### WORK ORDER:
Below are entries; tally how many lines hold the string "Copy" and answer with only that figure.

Records excerpted from a collection
⁂

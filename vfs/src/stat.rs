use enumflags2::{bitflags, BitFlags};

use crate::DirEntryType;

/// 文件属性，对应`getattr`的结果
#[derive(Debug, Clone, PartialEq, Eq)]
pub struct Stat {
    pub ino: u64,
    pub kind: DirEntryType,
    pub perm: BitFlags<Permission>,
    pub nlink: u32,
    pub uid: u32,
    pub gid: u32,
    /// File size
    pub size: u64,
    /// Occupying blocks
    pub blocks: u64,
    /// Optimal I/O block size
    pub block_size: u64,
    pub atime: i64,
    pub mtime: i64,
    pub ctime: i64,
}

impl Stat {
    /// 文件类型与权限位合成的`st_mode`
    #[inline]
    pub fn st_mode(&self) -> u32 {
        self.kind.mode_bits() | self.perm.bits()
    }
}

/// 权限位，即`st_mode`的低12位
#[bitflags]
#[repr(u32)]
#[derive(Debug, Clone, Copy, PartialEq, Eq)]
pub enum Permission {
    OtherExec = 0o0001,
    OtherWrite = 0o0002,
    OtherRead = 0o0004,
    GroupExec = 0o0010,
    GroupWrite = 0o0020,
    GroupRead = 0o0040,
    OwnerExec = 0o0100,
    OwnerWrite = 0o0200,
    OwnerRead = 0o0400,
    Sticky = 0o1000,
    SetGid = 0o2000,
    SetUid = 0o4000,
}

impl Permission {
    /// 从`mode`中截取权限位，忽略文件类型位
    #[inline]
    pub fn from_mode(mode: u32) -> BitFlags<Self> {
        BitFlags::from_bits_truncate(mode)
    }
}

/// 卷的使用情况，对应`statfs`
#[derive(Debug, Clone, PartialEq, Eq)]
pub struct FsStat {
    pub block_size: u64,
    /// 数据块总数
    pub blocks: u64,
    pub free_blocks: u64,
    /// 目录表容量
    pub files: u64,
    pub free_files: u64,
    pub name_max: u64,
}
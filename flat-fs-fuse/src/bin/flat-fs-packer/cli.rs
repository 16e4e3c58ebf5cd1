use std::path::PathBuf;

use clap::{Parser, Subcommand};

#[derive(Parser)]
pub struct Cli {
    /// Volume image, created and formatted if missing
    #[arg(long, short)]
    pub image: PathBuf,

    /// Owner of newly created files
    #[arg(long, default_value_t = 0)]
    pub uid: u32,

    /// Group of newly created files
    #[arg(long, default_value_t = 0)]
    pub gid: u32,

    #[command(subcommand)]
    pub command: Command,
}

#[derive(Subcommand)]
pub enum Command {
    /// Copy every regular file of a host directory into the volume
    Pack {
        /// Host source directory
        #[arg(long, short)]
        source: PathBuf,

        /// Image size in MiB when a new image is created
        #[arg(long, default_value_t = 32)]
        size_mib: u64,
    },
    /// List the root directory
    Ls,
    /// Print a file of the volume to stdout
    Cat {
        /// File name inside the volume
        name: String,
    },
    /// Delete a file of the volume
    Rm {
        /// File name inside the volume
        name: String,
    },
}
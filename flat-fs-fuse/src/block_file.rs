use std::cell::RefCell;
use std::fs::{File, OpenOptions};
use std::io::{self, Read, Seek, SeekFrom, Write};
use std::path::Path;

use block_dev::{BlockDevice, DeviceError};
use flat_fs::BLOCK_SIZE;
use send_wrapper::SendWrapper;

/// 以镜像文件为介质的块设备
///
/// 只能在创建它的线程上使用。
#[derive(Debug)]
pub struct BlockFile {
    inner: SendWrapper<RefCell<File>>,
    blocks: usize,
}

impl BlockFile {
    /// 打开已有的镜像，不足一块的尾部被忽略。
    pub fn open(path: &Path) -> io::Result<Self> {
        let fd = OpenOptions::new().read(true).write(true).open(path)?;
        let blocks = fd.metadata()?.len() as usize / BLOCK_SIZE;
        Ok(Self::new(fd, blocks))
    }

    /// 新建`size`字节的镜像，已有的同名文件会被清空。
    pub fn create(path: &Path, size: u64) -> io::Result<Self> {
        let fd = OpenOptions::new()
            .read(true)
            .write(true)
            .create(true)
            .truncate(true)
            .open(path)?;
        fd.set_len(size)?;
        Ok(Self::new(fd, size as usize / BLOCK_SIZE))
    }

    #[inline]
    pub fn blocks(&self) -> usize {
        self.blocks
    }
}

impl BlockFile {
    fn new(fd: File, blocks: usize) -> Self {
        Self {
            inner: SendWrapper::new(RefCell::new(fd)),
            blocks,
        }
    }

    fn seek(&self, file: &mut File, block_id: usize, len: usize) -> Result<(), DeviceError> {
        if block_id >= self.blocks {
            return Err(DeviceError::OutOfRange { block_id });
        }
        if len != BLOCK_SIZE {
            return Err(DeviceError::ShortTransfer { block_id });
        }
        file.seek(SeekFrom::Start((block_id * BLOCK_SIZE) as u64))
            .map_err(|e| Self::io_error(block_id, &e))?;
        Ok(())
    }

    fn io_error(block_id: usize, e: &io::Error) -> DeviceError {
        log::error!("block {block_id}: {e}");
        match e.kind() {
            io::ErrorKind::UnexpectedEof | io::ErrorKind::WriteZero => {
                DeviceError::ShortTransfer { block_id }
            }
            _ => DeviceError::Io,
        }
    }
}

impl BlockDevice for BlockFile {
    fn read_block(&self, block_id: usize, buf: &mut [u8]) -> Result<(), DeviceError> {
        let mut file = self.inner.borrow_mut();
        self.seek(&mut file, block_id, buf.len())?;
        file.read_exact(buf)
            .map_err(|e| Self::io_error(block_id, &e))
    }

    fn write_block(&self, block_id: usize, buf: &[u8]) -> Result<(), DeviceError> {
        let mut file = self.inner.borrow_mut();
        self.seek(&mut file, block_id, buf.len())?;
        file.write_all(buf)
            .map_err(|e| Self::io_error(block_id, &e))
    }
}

⁂

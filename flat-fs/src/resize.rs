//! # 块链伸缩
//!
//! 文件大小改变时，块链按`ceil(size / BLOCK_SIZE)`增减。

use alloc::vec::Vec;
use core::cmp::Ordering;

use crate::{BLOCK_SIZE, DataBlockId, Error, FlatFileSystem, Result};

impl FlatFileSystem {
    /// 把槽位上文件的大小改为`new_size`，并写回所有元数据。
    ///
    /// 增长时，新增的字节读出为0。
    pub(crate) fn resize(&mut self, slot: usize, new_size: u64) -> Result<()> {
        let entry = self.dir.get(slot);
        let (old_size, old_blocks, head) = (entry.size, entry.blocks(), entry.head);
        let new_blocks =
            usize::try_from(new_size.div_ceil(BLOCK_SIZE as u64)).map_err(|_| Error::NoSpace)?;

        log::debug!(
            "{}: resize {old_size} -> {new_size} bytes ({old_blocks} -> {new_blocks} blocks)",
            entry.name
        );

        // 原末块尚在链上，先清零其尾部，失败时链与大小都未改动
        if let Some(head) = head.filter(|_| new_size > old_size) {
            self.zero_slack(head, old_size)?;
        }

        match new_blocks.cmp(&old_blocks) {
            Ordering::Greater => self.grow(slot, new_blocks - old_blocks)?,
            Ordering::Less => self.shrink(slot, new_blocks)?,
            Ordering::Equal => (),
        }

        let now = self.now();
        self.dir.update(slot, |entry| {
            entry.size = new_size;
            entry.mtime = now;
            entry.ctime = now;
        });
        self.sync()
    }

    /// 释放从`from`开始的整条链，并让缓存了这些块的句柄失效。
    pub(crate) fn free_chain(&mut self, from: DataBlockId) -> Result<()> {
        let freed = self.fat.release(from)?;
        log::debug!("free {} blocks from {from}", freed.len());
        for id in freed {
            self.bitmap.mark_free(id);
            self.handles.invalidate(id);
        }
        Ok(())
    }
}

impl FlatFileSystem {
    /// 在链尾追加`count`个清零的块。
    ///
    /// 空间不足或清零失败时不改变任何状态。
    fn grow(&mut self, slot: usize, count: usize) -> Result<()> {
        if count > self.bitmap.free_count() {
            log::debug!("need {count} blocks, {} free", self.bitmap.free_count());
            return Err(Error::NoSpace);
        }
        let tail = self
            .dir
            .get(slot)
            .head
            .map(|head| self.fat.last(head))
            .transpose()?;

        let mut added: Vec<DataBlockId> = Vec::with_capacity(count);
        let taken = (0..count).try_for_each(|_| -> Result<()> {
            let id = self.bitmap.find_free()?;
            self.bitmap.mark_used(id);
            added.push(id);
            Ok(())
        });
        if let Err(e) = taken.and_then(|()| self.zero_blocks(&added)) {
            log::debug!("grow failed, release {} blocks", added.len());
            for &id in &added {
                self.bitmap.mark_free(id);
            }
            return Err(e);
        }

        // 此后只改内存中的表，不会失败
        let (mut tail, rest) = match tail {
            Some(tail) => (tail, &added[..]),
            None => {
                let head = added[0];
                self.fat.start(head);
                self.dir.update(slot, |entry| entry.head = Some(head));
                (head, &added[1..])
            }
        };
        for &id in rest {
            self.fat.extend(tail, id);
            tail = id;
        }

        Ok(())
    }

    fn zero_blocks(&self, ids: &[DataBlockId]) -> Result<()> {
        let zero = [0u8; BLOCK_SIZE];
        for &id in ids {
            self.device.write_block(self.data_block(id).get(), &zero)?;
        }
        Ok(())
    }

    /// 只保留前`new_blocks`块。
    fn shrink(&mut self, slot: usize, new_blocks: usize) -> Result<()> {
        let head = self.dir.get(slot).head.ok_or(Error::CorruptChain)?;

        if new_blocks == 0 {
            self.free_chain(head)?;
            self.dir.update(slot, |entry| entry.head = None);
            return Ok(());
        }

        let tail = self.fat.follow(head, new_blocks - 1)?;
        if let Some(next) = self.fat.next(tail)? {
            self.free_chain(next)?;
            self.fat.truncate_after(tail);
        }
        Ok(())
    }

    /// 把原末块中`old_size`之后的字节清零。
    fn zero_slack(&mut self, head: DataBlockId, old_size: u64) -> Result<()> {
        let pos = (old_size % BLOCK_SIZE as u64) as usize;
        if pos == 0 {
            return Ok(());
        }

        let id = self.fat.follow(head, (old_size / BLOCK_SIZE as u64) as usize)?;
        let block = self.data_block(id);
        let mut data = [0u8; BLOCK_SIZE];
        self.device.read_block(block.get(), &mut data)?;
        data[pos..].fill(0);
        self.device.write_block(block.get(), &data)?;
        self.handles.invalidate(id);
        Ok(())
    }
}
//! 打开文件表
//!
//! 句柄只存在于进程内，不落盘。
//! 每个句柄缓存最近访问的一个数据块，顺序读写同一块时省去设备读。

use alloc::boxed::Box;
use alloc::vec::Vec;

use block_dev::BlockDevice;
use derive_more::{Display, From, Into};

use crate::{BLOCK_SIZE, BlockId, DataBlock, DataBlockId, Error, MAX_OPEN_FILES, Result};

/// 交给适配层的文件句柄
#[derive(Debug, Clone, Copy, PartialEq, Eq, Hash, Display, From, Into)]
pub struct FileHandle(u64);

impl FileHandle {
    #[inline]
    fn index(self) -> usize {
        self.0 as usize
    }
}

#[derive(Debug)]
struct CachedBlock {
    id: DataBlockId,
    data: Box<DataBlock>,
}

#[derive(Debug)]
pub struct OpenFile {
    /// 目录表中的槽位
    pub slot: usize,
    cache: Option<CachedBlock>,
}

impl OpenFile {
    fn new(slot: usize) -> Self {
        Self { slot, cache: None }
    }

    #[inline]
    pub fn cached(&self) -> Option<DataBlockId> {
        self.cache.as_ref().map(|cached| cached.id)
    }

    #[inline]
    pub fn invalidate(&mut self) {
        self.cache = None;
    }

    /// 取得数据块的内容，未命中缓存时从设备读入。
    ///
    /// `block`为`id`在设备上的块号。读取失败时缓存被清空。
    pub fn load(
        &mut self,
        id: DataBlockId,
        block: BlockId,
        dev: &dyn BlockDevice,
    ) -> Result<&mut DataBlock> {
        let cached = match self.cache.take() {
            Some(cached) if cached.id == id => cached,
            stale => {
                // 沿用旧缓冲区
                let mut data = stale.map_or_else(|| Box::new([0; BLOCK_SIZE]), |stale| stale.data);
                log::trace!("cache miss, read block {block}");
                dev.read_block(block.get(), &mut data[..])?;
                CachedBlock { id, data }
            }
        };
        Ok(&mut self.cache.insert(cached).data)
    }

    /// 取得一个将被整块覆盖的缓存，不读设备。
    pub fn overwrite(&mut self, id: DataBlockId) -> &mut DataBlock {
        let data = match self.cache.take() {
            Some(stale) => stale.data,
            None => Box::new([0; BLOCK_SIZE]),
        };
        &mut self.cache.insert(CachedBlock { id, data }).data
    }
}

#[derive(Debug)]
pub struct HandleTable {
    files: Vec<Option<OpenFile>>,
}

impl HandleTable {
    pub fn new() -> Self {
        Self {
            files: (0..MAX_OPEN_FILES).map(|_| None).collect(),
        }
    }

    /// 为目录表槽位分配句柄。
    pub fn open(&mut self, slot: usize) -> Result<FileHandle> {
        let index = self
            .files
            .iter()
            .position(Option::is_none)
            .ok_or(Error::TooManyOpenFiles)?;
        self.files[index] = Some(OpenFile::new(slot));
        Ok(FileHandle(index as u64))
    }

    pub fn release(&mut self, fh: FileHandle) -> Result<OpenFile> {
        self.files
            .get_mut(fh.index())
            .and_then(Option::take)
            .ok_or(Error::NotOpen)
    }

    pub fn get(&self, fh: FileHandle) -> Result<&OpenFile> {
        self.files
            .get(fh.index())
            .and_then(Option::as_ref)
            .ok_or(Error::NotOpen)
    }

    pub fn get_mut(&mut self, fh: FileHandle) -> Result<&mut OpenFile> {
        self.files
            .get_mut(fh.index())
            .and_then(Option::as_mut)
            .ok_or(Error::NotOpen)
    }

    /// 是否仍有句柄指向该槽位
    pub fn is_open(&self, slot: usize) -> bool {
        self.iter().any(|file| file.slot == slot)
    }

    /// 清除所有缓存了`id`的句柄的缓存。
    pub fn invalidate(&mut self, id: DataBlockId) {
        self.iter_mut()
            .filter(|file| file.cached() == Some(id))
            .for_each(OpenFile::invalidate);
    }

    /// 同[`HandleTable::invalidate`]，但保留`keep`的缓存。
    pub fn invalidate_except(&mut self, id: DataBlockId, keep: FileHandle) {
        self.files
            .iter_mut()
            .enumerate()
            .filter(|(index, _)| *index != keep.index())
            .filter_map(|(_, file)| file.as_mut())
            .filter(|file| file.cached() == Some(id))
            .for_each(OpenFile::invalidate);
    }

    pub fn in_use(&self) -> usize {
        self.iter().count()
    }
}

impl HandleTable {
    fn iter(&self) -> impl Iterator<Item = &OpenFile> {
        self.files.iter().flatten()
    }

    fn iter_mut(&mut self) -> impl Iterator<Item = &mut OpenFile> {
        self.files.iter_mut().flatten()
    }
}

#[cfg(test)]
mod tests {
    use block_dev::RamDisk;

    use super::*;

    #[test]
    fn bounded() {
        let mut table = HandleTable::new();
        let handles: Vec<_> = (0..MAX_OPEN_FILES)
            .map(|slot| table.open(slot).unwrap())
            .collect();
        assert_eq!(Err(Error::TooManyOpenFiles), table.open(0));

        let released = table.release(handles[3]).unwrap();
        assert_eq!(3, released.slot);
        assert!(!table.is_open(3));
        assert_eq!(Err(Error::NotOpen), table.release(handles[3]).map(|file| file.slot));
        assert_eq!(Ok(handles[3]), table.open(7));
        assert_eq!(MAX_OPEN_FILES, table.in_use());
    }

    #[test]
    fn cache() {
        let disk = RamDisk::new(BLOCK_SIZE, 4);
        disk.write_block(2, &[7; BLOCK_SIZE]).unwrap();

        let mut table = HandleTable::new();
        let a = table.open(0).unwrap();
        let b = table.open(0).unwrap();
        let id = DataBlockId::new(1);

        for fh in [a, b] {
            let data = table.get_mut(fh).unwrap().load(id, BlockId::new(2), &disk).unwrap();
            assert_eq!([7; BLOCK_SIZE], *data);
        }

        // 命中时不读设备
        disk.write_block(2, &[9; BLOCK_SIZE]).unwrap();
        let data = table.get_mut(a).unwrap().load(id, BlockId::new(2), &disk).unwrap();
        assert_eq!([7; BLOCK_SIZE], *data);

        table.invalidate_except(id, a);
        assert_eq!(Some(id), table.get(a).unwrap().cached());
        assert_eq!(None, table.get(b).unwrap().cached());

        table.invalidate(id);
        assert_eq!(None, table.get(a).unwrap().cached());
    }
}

⁂

### EXPECTED ANSWER:
3